According to Jonathan Losos, a professor at the University of Washington who works on the question of rewinding evolution by studying species in nature, “this study is a shining example that there are many ways evolution could have proceeded.” Losos values the results of the work as a confirmation of the contingency defended by Gould. This is also seen by Zachary Blount, a professor at Michigan State University who showed the contingency of evolution in a famous bacterial culture experiment started in 1988 by his former supervisor, Richard Lenski, and which is still continuing after more than 80,000 generations. .
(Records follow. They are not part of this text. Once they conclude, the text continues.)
use std::collections::{BTreeMap, HashMap};

use crate::ir::block::{Block, Label};
use crate::ir::instr::{CallId, Expr, Instr};

/// A typed function body: an arena of basic blocks addressed by stable
/// integer labels.
///
/// Variables are plain names (this IR is not SSA: re-assignment to a name is
/// legal and the type environment holds one entry per name). The arena owns
/// three counters so that every label, temporary name, and call-site id
/// introduced during rewriting is collision-free within the function:
/// fresh temporaries embed a `$`, which never occurs in front-end names.
#[derive(Debug, Clone, PartialEq)]
pub struct FuncIr {
    pub name: String,
    pub entry: Label,
    pub(crate) blocks: BTreeMap<Label, Block>,
    next_label: u32,
    next_temp: u32,
    next_call: u32,
    /// Definition index: variable name → every `Expr` assigned to it.
    /// Rebuilt by `rebuild_definitions()`; the driver refreshes it after
    /// the pass completes.
    pub(crate) definitions: HashMap<String, Vec<Expr>>,
}

impl FuncIr {
    /// Creates a function with a single empty entry block.
    pub fn new(name: impl Into<String>) -> Self {
        let entry = Label(0);
        let mut blocks = BTreeMap::new();
        blocks.insert(entry, Block::new(entry));
        Self {
            name: name.into(),
            entry,
            blocks,
            next_label: 1,
            next_temp: 0,
            next_call: 0,
            definitions: HashMap::new(),
        }
    }

    pub fn block(&self, label: Label) -> Option<&Block> {
        self.blocks.get(&label)
    }

    pub fn block_mut(&mut self, label: Label) -> Option<&mut Block> {
        self.blocks.get_mut(&label)
    }

    pub fn blocks(&self) -> impl Iterator<Item = &Block> {
        self.blocks.values()
    }

    /// Allocates a fresh label without inserting a block. Fragment builders
    /// pre-allocate their labels from here so that splicing never has to
    /// rename anything.
    pub fn fresh_label(&mut self) -> Label {
        let label = Label(self.next_label);
        self.next_label += 1;
        label
    }

    /// Allocates a fresh label and inserts an empty block for it.
    pub fn add_block(&mut self) -> Label {
        let label = self.fresh_label();
        self.blocks.insert(label, Block::new(label));
        label
    }

    /// Inserts a detached block into the arena. Replaces any block already
    /// registered under the same label.
    pub fn insert_block(&mut self, block: Block) {
        self.blocks.insert(block.label, block);
    }

    /// Appends an instruction to a block. No-op if the label is unknown.
    pub fn push(&mut self, label: Label, instr: Instr) {
        if let Some(block) = self.blocks.get_mut(&label) {
            block.instrs.push(instr);
        }
    }

    /// Returns a fresh variable name that cannot collide with any front-end
    /// name or previously issued temporary.
    pub fn fresh_temp(&mut self, prefix: &str) -> String {
        let name = format!("{}${}", prefix, self.next_temp);
        self.next_temp += 1;
        name
    }

    /// Allocates a fresh call-site id.
    pub fn fresh_call(&mut self) -> CallId {
        let id = CallId(self.next_call);
        self.next_call += 1;
        id
    }

    /// Every expression ever assigned to `name`, in no particular order.
    pub fn definitions_of(&self, name: &str) -> &[Expr] {
        self.definitions.get(name).map(Vec::as_slice).unwrap_or(&[])
    }

    /// Recomputes the definition index from the current block contents,
    /// including assignments nested inside `ParRange` bodies.
    pub fn rebuild_definitions(&mut self) {
        let mut defs: HashMap<String, Vec<Expr>> = HashMap::new();
        for block in self.blocks.values() {
            collect_definitions(&block.instrs, &mut defs);
        }
        self.definitions = defs;
    }
}

fn collect_definitions(instrs: &[Instr], defs: &mut HashMap<String, Vec<Expr>>) {
    for instr in instrs {
        match instr {
            Instr::Assign { target, value } => {
                defs.entry(target.clone()).or_default().push(value.clone());
            }
            Instr::ParRange { body, .. } => collect_definitions(body, defs),
            _ => {}
        }
    }
}

impl std::fmt::Display for FuncIr {
    fn fmt(&self, f: &mut std::fmt::Formatter<'_>) -> std::fmt::Result {
        writeln!(f, "func {} (entry {}):", self.name, self.entry)?;
        for block in self.blocks.values() {
            write!(f, "{}", block)?;
        }
        Ok(())
    }
}
impl<'a> ColumnLowering<'a> {
    pub fn new(
        func: &'a mut FuncIr,
        types: &'a mut TypeEnv,
        sigs: &'a mut CallSigs,
        col_origins: &'a HashSet<String>,
        options: LowerOptions,
    ) -> Self {
        Self {
            func,
            types,
            sigs,
            col_origins,
            options,
            warnings: Vec::new(),
        }
    }

    /// Runs the pass: rewrite every block in topological order, then
    /// reconcile the typing context and refresh the definition index.
    pub fn run(&mut self) -> Result<(), LowerError> {
        self.func.rebuild_definitions();
        for label in topo_order(self.func) {
            self.rewrite_block(label)?;
        }
        self.reconcile_types();
        self.func.rebuild_definitions();
        Ok(())
    }

    pub fn warnings(&self) -> &[LowerWarning] {
        &self.warnings
    }

    pub fn into_warnings(self) -> Vec<LowerWarning> {
        self.warnings
    }

    /// Rewrites one block. Splices move the insertion point to the
    /// continuation block; the remainder of the original instruction list
    /// (terminator included) keeps draining there, so fragment-internal
    /// blocks are never themselves re-scanned.
    fn rewrite_block(&mut self, label: Label) -> Result<(), LowerError> {
        let mut pending: VecDeque<Instr> = match self.func.block_mut(label) {
            Some(block) => mem::take(&mut block.instrs).into(),
            None => return Ok(()),
        };
        let mut cur = label;
        let mut done: Vec<Instr> = Vec::new();

        while let Some(instr) = pending.pop_front() {
            match &instr {
                Instr::Assign { .. } => match self.rewrite_assign(&instr)? {
                    Some(Rewrite::Replace(instrs)) => done.extend(instrs),
                    Some(Rewrite::Splice { frag, after }) => {
                        let prefix = mem::take(&mut done);
                        cur = include_fragment(self.func, cur, prefix, frag);
                        done.extend(after);
                    }
                    None => done.push(instr),
                },
                Instr::SetItem { call, .. } => {
                    let sig = self.sigs.get_mut(*call).ok_or(LowerError::MissingSignature {
                        func: self.func.name.clone(),
                        call: *call,
                    })?;
                    if let Some(first) = sig.arg_tys.first_mut() {
                        if first.is_column() {
                            *first = column_to_array_ty(first);
                        }
                    }
                    done.push(instr);
                }
                _ => done.push(instr),
            }
        }

        if let Some(block) = self.func.block_mut(cur) {
            block.instrs = done;
        }
        Ok(())
    }

    /// Dispatches one assignment through the handler chain. `None` means no
    /// handler matched and the instruction stays untouched.
    fn rewrite_assign(&mut self, instr: &Instr) -> Result<Option<Rewrite>, LowerError> {
        let (target, value) = match instr {
            Instr::Assign { target, value } => (target, value),
            _ => return Ok(None),
        };

        match value {
            Expr::BinOp { op, lhs, rhs } if op.is_cmp() => self.rewrite_text_cmp(target, *op, lhs, rhs),
            Expr::Getitem { value, index } => self.rewrite_column_filter(target, value, index),
            Expr::Call { callee, args, .. } => {
                match resolve_call(self.func, callee) {
                    Resolution::Known { name, origin } => {
                        for entry in HANDLERS {
                            if entry.name == name && entry.origin == origin {
                                if args.len() != entry.arity {
                                    return Err(LowerError::BadArity {
                                        func: self.func.name.clone(),
                                        name,
                                        expected: entry.arity,
                                        got: args.len(),
                                    });
                                }
                                let site = CallSite {
                                    target: target.as_str(),
                                    args: args.as_slice(),
                                };
                                return (entry.build)(self, &site);
                            }
                        }
                        // A resolved global with no handler is some other
                        // runtime function; not ours to rewrite.
                        Ok(None)
                    }
                    Resolution::Opaque => Ok(None),
                    Resolution::Unknown => {
                        self.warnings.push(LowerWarning {
                            func: self.func.name.clone(),
                            message: format!(
                                "call target '{}' could not be resolved; instruction left unchanged",
                                callee
                            ),
                        });
                        Ok(None)
                    }
                }
            }
            _ => Ok(None),
        }
    }

    /// Relational comparison with at least one text-array operand becomes an
    /// elementwise boolean loop.
    fn rewrite_text_cmp(
        &mut self,
        target: &str,
        op: BinOp,
        lhs: &str,
        rhs: &str,
    ) -> Result<Option<Rewrite>, LowerError> {
        let lhs_is_array = self.ty_of(lhs)?.is_text_array();
        let rhs_is_array = self.ty_of(rhs)?.is_text_array();
        if !lhs_is_array && !rhs_is_array {
            return Ok(None);
        }
        self.types.set(target, Ty::array(DType::Bool));
        let fb = self.builder();
        let frag = templates::text_cmp(fb, op, lhs, lhs_is_array, rhs, rhs_is_array)?;
        Ok(Some(self.splice_with_result(target, frag)?))
    }

    /// The boolean column filter: `target = source[mask]` where target and
    /// source both come from column accesses and the index is boolean.
    fn rewrite_column_filter(
        &mut self,
        target: &str,
        source: &str,
        index: &str,
    ) -> Result<Option<Rewrite>, LowerError> {
        if !self.col_origins.contains(target) || !self.col_origins.contains(source) {
            return Ok(None);
        }
        let mask_ty = match self.types.get(index) {
            Some(ty) => ty,
            None => return Ok(None),
        };
        if !mask_ty.is_bool_array() {
            return Ok(None);
        }
        let dtype = match self.ty_of(source)?.dtype() {
            Some(d) => d,
            None => return Ok(None),
        };
        let fill = self.options.filter_fill.as_f64();
        let fb = self.builder();
        let frag = templates::column_filter(fb, target, source, index, dtype, fill)?;
        Ok(Some(Rewrite::Splice {
            frag,
            after: vec![],
        }))
    }

    fn builder(&mut self) -> FragmentBuilder<'_> {
        FragmentBuilder::new(self.func, self.types, self.sigs)
    }

    fn ty_of(&self, name: &str) -> Result<Ty, LowerError> {
        self.types
            .get(name)
            .cloned()
            .ok_or_else(|| LowerError::MissingType {
                func: self.func.name.clone(),
                var: name.into(),
            })
    }

    /// Wraps a value-producing fragment: the original assignment target is
    /// bound to the fragment's result in the continuation block. A fragment
    /// without a result temporary here is an invariant violation.
    fn splice_with_result(&self, target: &str, frag: Fragment) -> Result<Rewrite, LowerError> {
        let result = frag
            .result
            .clone()
            .ok_or_else(|| LowerError::MissingFragmentResult {
                func: self.func.name.clone(),
            })?;
        Ok(Rewrite::Splice {
            after: vec![Instr::Assign {
                target: target.to_owned(),
                value: Expr::Var(result),
            }],
            frag,
        })
    }

    /// Erases every remaining column type: the type environment and every
    /// call signature (arguments and return) get the backing array type.
    fn reconcile_types(&mut self) {
        for ty in self.types.values_mut() {
            *ty = column_to_array_ty(ty);
        }
        for sig in self.sigs.values_mut() {
            for ty in sig.arg_tys.iter_mut() {
                *ty = column_to_array_ty(ty);
            }
            sig.ret_ty = column_to_array_ty(&sig.ret_ty);
        }
    }
}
“The study shows that there are viable biological possibilities that have not evolved (we believe) on Earth, suggesting genuine paths that evolution could have taken, but did not because the necessary history did not occur,” says Blount, warning that it also there is some determinism in nature; In the ESM3 experiment there is 42% similarity with other GFP. Blount doesn’t think AI will solve the problem of rewinding, but he does believe it will help understand what is contingent, what isn’t, and why: “It gives us ways to probe the realm of biological possibilities, allowing us to compare what “It is biologically possible with what exists or has existed.”